Vail Daily columnist Richard Carnes: DOMA for dummies
Ryan Summerlin April 2, 2013
Passed by Congress and signed into law by America’s infidelity king in 1996, the Defense of Marriage Act basically made it illegal for federal agencies to recognize same-sex marriages, even in the nine states where they are currently legal, thus allowing federal benefits to go only to heterosexual married couples.
And some feign shock that there’s a problem?
Our Constitution guarantees equality to all of us up front, with every American having the legal right to the same opportunities, with no exceptions, absolutely none (please note that this is for opportunities, however, not results).
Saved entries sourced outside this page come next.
use crossterm::event::{KeyCode, KeyEvent, KeyModifiers, MouseButton, MouseEvent, MouseEventKind};
use fieldui::{DemoApp, DemoOptions, StoryCatalog, Theme, ThemeMode};
use ratatui::{Terminal, backend::TestBackend, buffer::Buffer};
use serde_json::json;

fn catalog() -> StoryCatalog {
    StoryCatalog::from_value(json!({
        "title": "Demo",
        "stories": [
            {
                "name": "Search",
                "description": "clearable",
                "args": { "clearable": true, "defaultValue": "abc" }
            },
            {
                "name": "Secret",
                "args": {
                    "label": "Password",
                    "type": "password",
                    "showPasswordToggle": true,
                    "defaultValue": "pw"
                }
            },
            { "name": "Spinner", "args": { "loading": true, "defaultValue": "busy" } }
        ]
    }))
    .unwrap()
}

fn render(app: &mut DemoApp) -> Buffer {
    let mut terminal = Terminal::new(TestBackend::new(80, 40)).unwrap();
    terminal.draw(|frame| app.draw(frame)).unwrap();
    terminal.backend().buffer().clone()
}

fn find(buf: &Buffer, glyph: &str) -> Option<(u16, u16)> {
    let area = buf.area;
    (area.y..area.bottom())
        .flat_map(|y| (area.x..area.right()).map(move |x| (x, y)))
        .find(|&(x, y)| buf[(x, y)].symbol() == glyph)
}

fn click(x: u16, y: u16) -> MouseEvent {
    MouseEvent {
        kind: MouseEventKind::Down(MouseButton::Left),
        column: x,
        row: y,
        modifiers: KeyModifiers::NONE,
    }
}

fn screen(buf: &Buffer) -> String {
    let area = buf.area;
    (area.y..area.bottom())
        .map(|y| {
            (area.x..area.right())
                .map(|x| buf[(x, y)].symbol())
                .collect::<String>()
        })
        .collect::<Vec<_>>()
        .join("\n")
}

#[test]
fn page_shows_title_stories_and_help() {
    let mut app = DemoApp::new(catalog(), DemoOptions::default());
    let buf = render(&mut app);
    let text = screen(&buf);
    assert!(text.contains("Demo"));
    assert!(text.contains("» Search"));
    assert!(text.contains("Secret"));
    assert!(text.contains("Actions:"));
    assert!(text.contains("light mode"));
}

#[test]
fn clicking_clear_icon_clears_the_field() {
    let mut app = DemoApp::new(catalog(), DemoOptions::default());
    let buf = render(&mut app);
    let (x, y) = find(&buf, "×").expect("clear icon on screen");
    app.handle_mouse(click(x, y));
    assert_eq!(app.field(0).map(|field| field.value()), Some(""));
    assert_eq!(app.status_message(), "Cleared Search");
}

#[test]
fn clicking_toggle_reveals_password_and_focuses_field() {
    let mut app = DemoApp::new(catalog(), DemoOptions::default());
    let buf = render(&mut app);
    let (x, y) = find(&buf, "◉").expect("toggle icon on screen");
    app.handle_mouse(click(x, y));
    assert_eq!(app.focused(), 1);
    assert!(app.field(1).is_some_and(|field| field.password_visible()));
    let buf = render(&mut app);
    assert!(screen(&buf).contains("pw"));
}

#[test]
fn loading_story_ignores_typing_and_spins() {
    let mut app = DemoApp::new(catalog(), DemoOptions::default());
    app.handle_key(KeyEvent::new(KeyCode::Up, KeyModifiers::NONE));
    assert_eq!(app.story_name(app.focused()), Some("Spinner"));
    app.handle_key(KeyEvent::new(KeyCode::Char('z'), KeyModifiers::NONE));
    assert_eq!(app.field(2).map(|field| field.value()), Some("busy"));

    let first = render(&mut app);
    app.on_tick();
    let second = render(&mut app);
    assert!(find(&first, "⠋").is_some());
    assert!(find(&second, "⠙").is_some());
}

#[test]
fn dark_mode_repaints_the_page() {
    let mut app = DemoApp::new(catalog(), DemoOptions::default().with_title("Custom"));
    app.handle_key(KeyEvent::new(KeyCode::Char('d'), KeyModifiers::CONTROL));
    assert_eq!(app.theme_mode(), ThemeMode::Dark);
    let buf = render(&mut app);
    assert_eq!(buf[(79, 39)].bg, Theme::dark().background);
    assert!(screen(&buf).contains("Custom"));
    assert!(screen(&buf).contains("dark mode"));
}
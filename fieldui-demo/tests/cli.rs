use std::fs;

use assert_cmd::cargo::{self};
use predicates::prelude::PredicateBooleanExt;
use predicates::str::contains;

#[test]
fn prints_help() {
    let mut cmd = cargo::cargo_bin_cmd!("fieldui-demo");
    cmd.arg("--help")
        .assert()
        .success()
        .stdout(contains("fieldui-demo"));
}

#[test]
fn lists_builtin_stories() {
    let mut cmd = cargo::cargo_bin_cmd!("fieldui-demo");
    cmd.arg("--list")
        .assert()
        .success()
        .stdout(contains("InvalidEmail"))
        .stdout(contains("Clearable"));
}

#[test]
fn list_honours_story_filter() {
    let mut cmd = cargo::cargo_bin_cmd!("fieldui-demo");
    cmd.args(["--list", "--story", "password"])
        .assert()
        .success()
        .stdout(contains("Password"))
        .stdout(contains("Clearable").not());
}

#[test]
fn unknown_story_fails() {
    let mut cmd = cargo::cargo_bin_cmd!("fieldui-demo");
    cmd.args(["--list", "--story", "nope"])
        .assert()
        .failure()
        .stderr(contains("unknown story 'nope'"));
}

#[test]
fn lists_stories_from_custom_catalog() {
    let dir = std::env::temp_dir().join(format!("fieldui-demo-test-{}", std::process::id()));
    fs::create_dir_all(&dir).unwrap();
    let path = dir.join("custom.json");
    fs::write(
        &path,
        r#"{
            "stories": [
                { "name": "Only", "description": "just one", "args": { "label": "x" } }
            ]
        }"#,
    )
    .unwrap();
    let mut cmd = cargo::cargo_bin_cmd!("fieldui-demo");
    cmd.arg("--list")
        .arg("--stories")
        .arg(&path)
        .assert()
        .success()
        .stdout(contains("Only\tjust one"));
    let _ = fs::remove_dir_all(dir);
}
use std::sync::Arc;
use std::time::Duration;

use chrono::Utc;
use tracing::Instrument;

use crate::application::ports::{
    publish_json, ChannelError, MessageChannel, PartTracker, TrackerError,
};
use crate::domain::{CompletedPart, MergeCompleted, MergeFailed, MergeTrigger};
use crate::infrastructure::messaging::routing;

/// Separator between part outputs in the final document. Parts are
/// markdown; a blank line keeps block structure intact across the seam.
const PART_SEPARATOR: &str = "\n\n";

const PERSISTENCE_RETRIES: u32 = 3;
const PERSISTENCE_BACKOFF: Duration = Duration::from_millis(500);

#[derive(Debug, thiserror::Error)]
pub enum MergeError {
    #[error("tracker: {0}")]
    Tracker(#[from] TrackerError),
    #[error("channel: {0}")]
    Channel(#[from] ChannelError),
}

/// Consumes merge triggers, reassembles completed parts in part-number
/// order, and hands the final document to the downstream sink.
pub struct Merger {
    tracker: Arc<dyn PartTracker>,
    channel: Arc<dyn MessageChannel>,
}

impl Merger {
    pub fn new(tracker: Arc<dyn PartTracker>, channel: Arc<dyn MessageChannel>) -> Self {
        Self { tracker, channel }
    }

    pub async fn run(self: Arc<Self>) {
        let mut rx = match self.channel.consume(routing::MERGE_TRIGGER_QUEUE).await {
            Ok(rx) => rx,
            Err(e) => {
                tracing::error!(error = %e, "Merger could not attach consumer");
                return;
            }
        };

        tracing::info!("Merger started");
        while let Some(delivery) = rx.recv().await {
            let trigger: MergeTrigger = match serde_json::from_slice(&delivery.payload) {
                Ok(t) => t,
                Err(e) => {
                    tracing::warn!(error = %e, "Discarding malformed merge trigger");
                    let _ = delivery.reject(false).await;
                    continue;
                }
            };

            let span = tracing::info_span!(
                "merge",
                document_id = %trigger.document_id,
                tracking_id = %trigger.tracking_id,
            );
            async {
                match self.merge(&trigger).await {
                    Ok(()) => {
                        let _ = delivery.ack().await;
                    }
                    Err(MergeError::Tracker(TrackerError::Persistence(ref detail))) => {
                        tracing::warn!(detail, "Tracker unavailable during merge; requeueing");
                        let _ = delivery.reject(true).await;
                    }
                    Err(e) => {
                        tracing::error!(error = %e, "Merge failed");
                        let _ = delivery.reject(false).await;
                    }
                }
            }
            .instrument(span)
            .await;
        }
        tracing::info!("Merger stopped: channel closed");
    }

    async fn merge(&self, trigger: &MergeTrigger) -> Result<(), MergeError> {
        let parts = match self.fetch_parts_with_backoff(trigger).await {
            Ok(parts) => parts,
            Err(TrackerError::NotFound(tracking_id)) => {
                // Duplicate trigger delivery after a successful merge
                // already cleaned the session up.
                tracing::warn!(%tracking_id, "No session for merge trigger; assuming already merged");
                return Ok(());
            }
            Err(e) => return Err(e.into()),
        };

        match reassemble(&parts) {
            Ok(final_content) => {
                let completed = MergeCompleted {
                    message_id: uuid::Uuid::new_v4(),
                    document_id: trigger.document_id,
                    final_content,
                    completed_at: Utc::now(),
                };
                publish_json(self.channel.as_ref(), routing::MERGE_COMPLETED, &completed).await?;

                // Cleanup only after the downstream publish: a crash in
                // between redelivers the trigger, and the NotFound arm above
                // absorbs the duplicate.
                self.tracker.cleanup_tracking(trigger.tracking_id).await?;
                tracing::info!(parts = parts.len(), "Merge completed; session cleaned up");
                Ok(())
            }
            Err(failure) => {
                // Session is deliberately left in place: it stays
                // inspectable and re-merge eligible for an operator.
                tracing::error!(
                    part_number = ?failure.part_number,
                    reason = %failure.reason,
                    "Reassembly failed; session preserved"
                );
                let failed = MergeFailed {
                    message_id: uuid::Uuid::new_v4(),
                    document_id: trigger.document_id,
                    tracking_id: trigger.tracking_id,
                    part_number: failure.part_number,
                    reason: failure.reason,
                };
                publish_json(self.channel.as_ref(), routing::MERGE_FAILED, &failed).await?;
                Ok(())
            }
        }
    }

    async fn fetch_parts_with_backoff(
        &self,
        trigger: &MergeTrigger,
    ) -> Result<Vec<CompletedPart>, TrackerError> {
        let mut attempt = 0;
        loop {
            match self.tracker.get_completed_parts(trigger.tracking_id).await {
                Err(e) if e.is_retryable() && attempt < PERSISTENCE_RETRIES => {
                    tracing::warn!(error = %e, attempt, "Tracker unavailable; backing off");
                    tokio::time::sleep(PERSISTENCE_BACKOFF * 2u32.saturating_pow(attempt)).await;
                    attempt += 1;
                }
                other => return other,
            }
        }
    }
}

struct ReassemblyFailure {
    part_number: Option<u32>,
    reason: String,
}

/// Concatenates part outputs in the order given (the tracker guarantees
/// part-number ascending). A part with no stored output is corrupt state —
/// the session must have recorded data for every part it counts complete.
fn reassemble(parts: &[CompletedPart]) -> Result<String, ReassemblyFailure> {
    if parts.is_empty() {
        return Err(ReassemblyFailure {
            part_number: None,
            reason: "session has no completed parts".to_string(),
        });
    }

    let mut pieces = Vec::with_capacity(parts.len());
    for part in parts {
        match &part.data {
            Some(data) => pieces.push(data.as_str()),
            None => {
                return Err(ReassemblyFailure {
                    part_number: Some(part.part_number),
                    reason: format!("part {} has no stored output", part.part_number),
                });
            }
        }
    }

    Ok(pieces.join(PART_SEPARATOR))
}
Color, race, creed, height, weight, shoe size, political preference, sexual preference, favorite beer or football team – none of that matters as far as the legal right to pursue opportunities is concerned (except, of course, Raiders fans).
And part of that legal right, the largest part according to the vocal majority, involves liberty, which they spell “m-o-n-e-y.”
Yet while a well-intentioned few are actually standing on a soapbox of principle as the Supreme Court considers ruling on the constitutionality of gay marriage, most are really just angry and offended at the financial unfairness of it all.
And there is nothing shallow about such a stance in the least.
I am ashamed to say that even as I was a child in the ’60s it was still against the law in many Southern states for a black man to marry a white woman.
That’s embarrassing to admit even now.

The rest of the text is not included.